** DATA TO USE follows **
//! API Configuration Module
//!
//! Server, webhook and database settings. Everything is loaded from
//! environment variables with development-friendly defaults; production
//! deployments are checked by [`validate_for_production`].

use std::net::SocketAddr;
use std::time::Duration;

use chrono::{FixedOffset, Offset, Utc};
use deadpool_postgres::{Config, ManagerConfig, Pool, PoolConfig, RecyclingMethod, Runtime};
use secrecy::SecretString;
use tokio_postgres::NoTls;

use crate::error::{ApiError, ApiResult};

/// Default signature header sent by the voice provider.
pub const DEFAULT_SIGNATURE_HEADER: &str = "x-signature";

/// Default request body limit (1 MiB).
pub const DEFAULT_MAX_BODY_BYTES: usize = 1024 * 1024;

// ============================================================================
// API CONFIGURATION
// ============================================================================

/// Which persistence implementation backs the service.
#[derive(Debug, Clone, Copy, PartialEq, Eq)]
pub enum StoreBackend {
    Postgres,
    /// In-process, non-durable. Development only.
    Memory,
}

impl StoreBackend {
    fn parse(value: &str) -> Option<Self> {
        match value.trim().to_lowercase().as_str() {
            "postgres" | "postgresql" => Some(StoreBackend::Postgres),
            "memory" | "in-memory" => Some(StoreBackend::Memory),
            _ => None,
        }
    }
}

/// HTTP server configuration.
#[derive(Debug, Clone)]
pub struct ApiConfig {
    /// Bind host.
    pub bind_host: String,

    /// Bind port.
    pub port: u16,

    /// Maximum accepted request body in bytes.
    pub max_body_bytes: usize,

    /// Deployment environment name (`development`, `staging`, `production`).
    pub environment: String,

    /// Persistence backend.
    pub store_backend: StoreBackend,

    /// User ids seeded into the in-memory directory.
    pub dev_user_ids: Vec<String>,
}

impl Default for ApiConfig {
    fn default() -> Self {
        Self {
            bind_host: "0.0.0.0".to_string(),
            port: 3000,
            max_body_bytes: DEFAULT_MAX_BODY_BYTES,
            environment: "development".to_string(),
            store_backend: StoreBackend::Postgres,
            dev_user_ids: Vec::new(),
        }
    }
}

impl ApiConfig {
    /// Create ApiConfig from environment variables.
    ///
    /// Environment variables:
    /// - `VOXORDER_API_BIND`: Bind host (default: 0.0.0.0)
    /// - `PORT` or `VOXORDER_API_PORT`: Bind port (default: 3000)
    /// - `VOXORDER_MAX_BODY_BYTES`: Request body limit (default: 1048576)
    /// - `VOXORDER_ENVIRONMENT`: Deployment environment (default: development)
    /// - `VOXORDER_STORE_BACKEND`: `postgres` or `memory` (default: postgres)
    /// - `VOXORDER_DEV_USER_IDS`: Comma-separated ids for the memory backend
    pub fn from_env() -> ApiResult<Self> {
        let defaults = Self::default();

        let port = match std::env::var("PORT")
            .ok()
            .or_else(|| std::env::var("VOXORDER_API_PORT").ok())
        {
            Some(raw) => raw
                .trim()
                .parse::<u16>()
                .map_err(|_| ApiError::invalid_config(format!("Invalid port value: {}", raw)))?,
            None => defaults.port,
        };

        let store_backend = match std::env::var("VOXORDER_STORE_BACKEND").ok() {
            Some(raw) => StoreBackend::parse(&raw).ok_or_else(|| {
                ApiError::invalid_config(format!("Unknown store backend: {}", raw))
            })?,
            None => defaults.store_backend,
        };

        let dev_user_ids = std::env::var("VOXORDER_DEV_USER_IDS")
            .ok()
            .map(|s| {
                s.split(',')
                    .map(|id| id.trim().to_string())
                    .filter(|id| !id.is_empty())
                    .collect()
            })
            .unwrap_or_default();

        Ok(Self {
            bind_host: std::env::var("VOXORDER_API_BIND").unwrap_or(defaults.bind_host),
            port,
            max_body_bytes: std::env::var("VOXORDER_MAX_BODY_BYTES")
                .ok()
                .and_then(|s| s.parse::<usize>().ok())
                .filter(|limit| *limit > 0)
                .unwrap_or(defaults.max_body_bytes),
            environment: std::env::var("VOXORDER_ENVIRONMENT").unwrap_or(defaults.environment),
            store_backend,
            dev_user_ids,
        })
    }

    /// Check if running in production mode.
    pub fn is_production(&self) -> bool {
        self.environment.eq_ignore_ascii_case("production")
    }

    /// Socket address to listen on.
    pub fn bind_addr(&self) -> ApiResult<SocketAddr> {
        let addr = format!("{}:{}", self.bind_host, self.port);
        addr.parse::<SocketAddr>()
            .map_err(|e| ApiError::invalid_config(format!("Invalid bind address {}: {}", addr, e)))
    }
}

// ============================================================================
// WEBHOOK CONFIGURATION
// ============================================================================

/// Callback verification and extraction settings.
#[derive(Debug, Clone)]
pub struct WebhookConfig {
    /// Pre-shared HMAC secret. `None` rejects every callback.
    pub secret: Option<SecretString>,

    /// Header carrying the hex signature.
    pub signature_header: String,

    /// Zone in which "today" is evaluated for spoken delivery times.
    pub delivery_offset: FixedOffset,
}

impl Default for WebhookConfig {
    fn default() -> Self {
        Self {
            secret: None,
            signature_header: DEFAULT_SIGNATURE_HEADER.to_string(),
            delivery_offset: Utc.fix(),
        }
    }
}

impl WebhookConfig {
    /// Create WebhookConfig from environment variables.
    ///
    /// Environment variables:
    /// - `VOXORDER_WEBHOOK_SECRET`: HMAC-SHA256 secret (empty counts as unset)
    /// - `VOXORDER_SIGNATURE_HEADER`: Signature header name (default: x-signature)
    /// - `VOXORDER_DELIVERY_UTC_OFFSET_MINUTES`: Delivery zone offset (default: 0)
    pub fn from_env() -> ApiResult<Self> {
        let secret = std::env::var("VOXORDER_WEBHOOK_SECRET")
            .ok()
            .filter(|s| !s.is_empty())
            .map(SecretString::from);

        let signature_header = std::env::var("VOXORDER_SIGNATURE_HEADER")
            .ok()
            .map(|s| s.trim().to_lowercase())
            .filter(|s| !s.is_empty())
            .unwrap_or_else(|| DEFAULT_SIGNATURE_HEADER.to_string());

        let delivery_offset = match std::env::var("VOXORDER_DELIVERY_UTC_OFFSET_MINUTES").ok() {
            Some(raw) => parse_offset_minutes(&raw)?,
            None => Utc.fix(),
        };

        Ok(Self {
            secret,
            signature_header,
            delivery_offset,
        })
    }

    pub fn has_secret(&self) -> bool {
        self.secret.is_some()
    }
}

fn parse_offset_minutes(raw: &str) -> ApiResult<FixedOffset> {
    let minutes: i32 = raw.trim().parse().map_err(|_| {
        ApiError::invalid_config(format!("Invalid delivery UTC offset: {}", raw))
    })?;
    minutes
        .checked_mul(60)
        .and_then(FixedOffset::east_opt)
        .ok_or_else(|| ApiError::invalid_config(format!("Delivery UTC offset out of range: {}", raw)))
}

// ============================================================================
// DATABASE CONFIGURATION
// ============================================================================

/// Database connection pool configuration.
#[derive(Debug, Clone)]
pub struct DbConfig {
    /// PostgreSQL host
    pub host: String,
    /// PostgreSQL port
    pub port: u16,
    /// Database name
    pub dbname: String,
    /// Database user
    pub user: String,
    /// Database password
    pub password: String,
    /// Maximum pool size
    pub max_size: usize,
    /// Wait timeout for a pooled connection
    pub timeout: Duration,
}

impl Default for DbConfig {
    fn default() -> Self {
        Self {
            host: "localhost".to_string(),
            port: 5432,
            dbname: "voxorder".to_string(),
            user: "postgres".to_string(),
            password: "".to_string(),
            max_size: 16,
            timeout: Duration::from_secs(30),
        }
    }
}

impl DbConfig {
    /// Create a new database configuration from environment variables.
    ///
    /// `VOXORDER_DB_HOST`, `VOXORDER_DB_PORT`, `VOXORDER_DB_NAME`,
    /// `VOXORDER_DB_USER`, `VOXORDER_DB_PASSWORD`, `VOXORDER_DB_POOL_SIZE`,
    /// `VOXORDER_DB_TIMEOUT_SECS`.
    pub fn from_env() -> Self {
        let defaults = Self::default();
        Self {
            host: std::env::var("VOXORDER_DB_HOST").unwrap_or(defaults.host),
            port: std::env::var("VOXORDER_DB_PORT")
                .ok()
                .and_then(|s| s.parse().ok())
                .unwrap_or(defaults.port),
            dbname: std::env::var("VOXORDER_DB_NAME").unwrap_or(defaults.dbname),
            user: std::env::var("VOXORDER_DB_USER").unwrap_or(defaults.user),
            password: std::env::var("VOXORDER_DB_PASSWORD").unwrap_or_default(),
            max_size: std::env::var("VOXORDER_DB_POOL_SIZE")
                .ok()
                .and_then(|s| s.parse().ok())
                .unwrap_or(defaults.max_size),
            timeout: std::env::var("VOXORDER_DB_TIMEOUT_SECS")
                .ok()
                .and_then(|s| s.parse::<u64>().ok())
                .map(Duration::from_secs)
                .unwrap_or(defaults.timeout),
        }
    }

    /// Create a connection pool from this configuration.
    pub fn create_pool(&self) -> ApiResult<Pool> {
        let mut cfg = Config::new();
        cfg.host = Some(self.host.clone());
        cfg.port = Some(self.port);
        cfg.dbname = Some(self.dbname.clone());
        cfg.user = Some(self.user.clone());
        cfg.password = Some(self.password.clone());
        cfg.manager = Some(ManagerConfig {
            recycling_method: RecyclingMethod::Fast,
        });

        let mut pool = PoolConfig::new(self.max_size);
        pool.timeouts.wait = Some(self.timeout);
        pool.timeouts.create = Some(self.timeout);
        cfg.pool = Some(pool);

        cfg.create_pool(Some(Runtime::Tokio1), NoTls)
            .map_err(|e| ApiError::internal_error(format!("Failed to create pool: {}", e)))
    }
}

// ============================================================================
// PRODUCTION VALIDATION
// ============================================================================

/// Refuse to start a production deployment that cannot accept or persist
/// callbacks.
pub fn validate_for_production(api: &ApiConfig, webhook: &WebhookConfig) -> ApiResult<()> {
    if !api.is_production() {
        if !webhook.has_secret() {
            tracing::warn!("VOXORDER_WEBHOOK_SECRET is not set; every callback will be rejected");
        }
        return Ok(());
    }

    if !webhook.has_secret() {
        return Err(ApiError::invalid_config(
            "VOXORDER_WEBHOOK_SECRET must be set in production",
        ));
    }
    if api.store_backend == StoreBackend::Memory {
        return Err(ApiError::invalid_config(
            "The in-memory store backend is not allowed in production",
        ));
    }
    Ok(())
}

#[cfg(test)]
mod tests {
    use super::*;
    use std::sync::Mutex;

    // Environment is process-global; serialize tests that touch it.
    static ENV_LOCK: Mutex<()> = Mutex::new(());

    struct EnvVarGuard {
        key: &'static str,
        original: Option<String>,
    }

    impl EnvVarGuard {
        fn set(key: &'static str, value: Option<&str>) -> Self {
            let original = std::env::var(key).ok();
            match value {
                Some(v) => std::env::set_var(key, v),
                None => std::env::remove_var(key),
            }
            Self { key, original }
        }
    }

    impl Drop for EnvVarGuard {
        fn drop(&mut self) {
            match self.original.as_deref() {
                Some(v) => std::env::set_var(self.key, v),
                None => std::env::remove_var(self.key),
            }
        }
    }

    #[test]
    fn test_default_config() {
        let config = ApiConfig::default();
        assert_eq!(config.port, 3000);
        assert_eq!(config.max_body_bytes, DEFAULT_MAX_BODY_BYTES);
        assert_eq!(config.store_backend, StoreBackend::Postgres);
        assert!(!config.is_production());
    }

    #[test]
    fn test_api_config_from_env() -> ApiResult<()> {
        let _lock = ENV_LOCK.lock();
        let _port = EnvVarGuard::set("PORT", Some("8081"));
        let _backend = EnvVarGuard::set("VOXORDER_STORE_BACKEND", Some("Memory"));
        let _users = EnvVarGuard::set("VOXORDER_DEV_USER_IDS", Some("a, b,,c"));
        let _limit = EnvVarGuard::set("VOXORDER_MAX_BODY_BYTES", Some("0"));

        let config = ApiConfig::from_env()?;
        assert_eq!(config.port, 8081);
        assert_eq!(config.store_backend, StoreBackend::Memory);
        assert_eq!(config.dev_user_ids, vec!["a", "b", "c"]);
        assert_eq!(config.max_body_bytes, DEFAULT_MAX_BODY_BYTES);
        Ok(())
    }

    #[test]
    fn test_invalid_port_is_error() {
        let _lock = ENV_LOCK.lock();
        let _port = EnvVarGuard::set("PORT", Some("eighty"));
        assert!(ApiConfig::from_env().is_err());
    }

    #[test]
    fn test_unknown_backend_is_error() {
        let _lock = ENV_LOCK.lock();
        let _port = EnvVarGuard::set("PORT", None);
        let _backend = EnvVarGuard::set("VOXORDER_STORE_BACKEND", Some("sqlite"));
        assert!(ApiConfig::from_env().is_err());
    }

    #[test]
    fn test_webhook_config_from_env() -> ApiResult<()> {
        let _lock = ENV_LOCK.lock();
        let _secret = EnvVarGuard::set("VOXORDER_WEBHOOK_SECRET", Some(""));
        let _header = EnvVarGuard::set("VOXORDER_SIGNATURE_HEADER", Some("ElevenLabs-Signature"));
        let _offset = EnvVarGuard::set("VOXORDER_DELIVERY_UTC_OFFSET_MINUTES", Some("-300"));

        let config = WebhookConfig::from_env()?;
        assert!(!config.has_secret());
        assert_eq!(config.signature_header, "elevenlabs-signature");
        assert_eq!(config.delivery_offset.local_minus_utc(), -300 * 60);
        Ok(())
    }

    #[test]
    fn test_offset_out_of_range() {
        assert!(parse_offset_minutes("1440").is_err());
        assert!(parse_offset_minutes("soon").is_err());
        assert!(parse_offset_minutes("330").is_ok());
    }

    #[test]
    fn test_production_requires_secret_and_durable_store() {
        let api = ApiConfig {
            environment: "production".to_string(),
            ..ApiConfig::default()
        };
        let no_secret = WebhookConfig::default();
        assert!(validate_for_production(&api, &no_secret).is_err());

        let with_secret = WebhookConfig {
            secret: Some(SecretString::from("whsec".to_string())),
            ..WebhookConfig::default()
        };
        assert!(validate_for_production(&api, &with_secret).is_ok());

        let memory = ApiConfig {
            store_backend: StoreBackend::Memory,
            ..api
        };
        assert!(validate_for_production(&memory, &with_secret).is_err());
    }

    #[test]
    fn test_development_allows_missing_secret() {
        let api = ApiConfig {
            store_backend: StoreBackend::Memory,
            ..ApiConfig::default()
        };
        assert!(validate_for_production(&api, &WebhookConfig::default()).is_ok());
    }

    #[test]
    fn test_bind_addr() -> ApiResult<()> {
        let config = ApiConfig {
            bind_host: "127.0.0.1".to_string(),
            port: 9000,
            ..ApiConfig::default()
        };
        assert_eq!(config.bind_addr()?.to_string(), "127.0.0.1:9000");
        Ok(())
    }
}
** End of DATA TO USE **
**WHAT TO PRODUCE**
Wherever the word "None" turns up in a line of the entries above, copy that line.

**RESPONSE BELOW**
            _ => None,
            None => defaults.port,
            None => defaults.store_backend,
    /// Pre-shared HMAC secret. `None` rejects every callback.
            secret: None,
            None => Utc.fix(),
                None => std::env::remove_var(key),
                None => std::env::remove_var(self.key),
        let _port = EnvVarGuard::set("PORT", None);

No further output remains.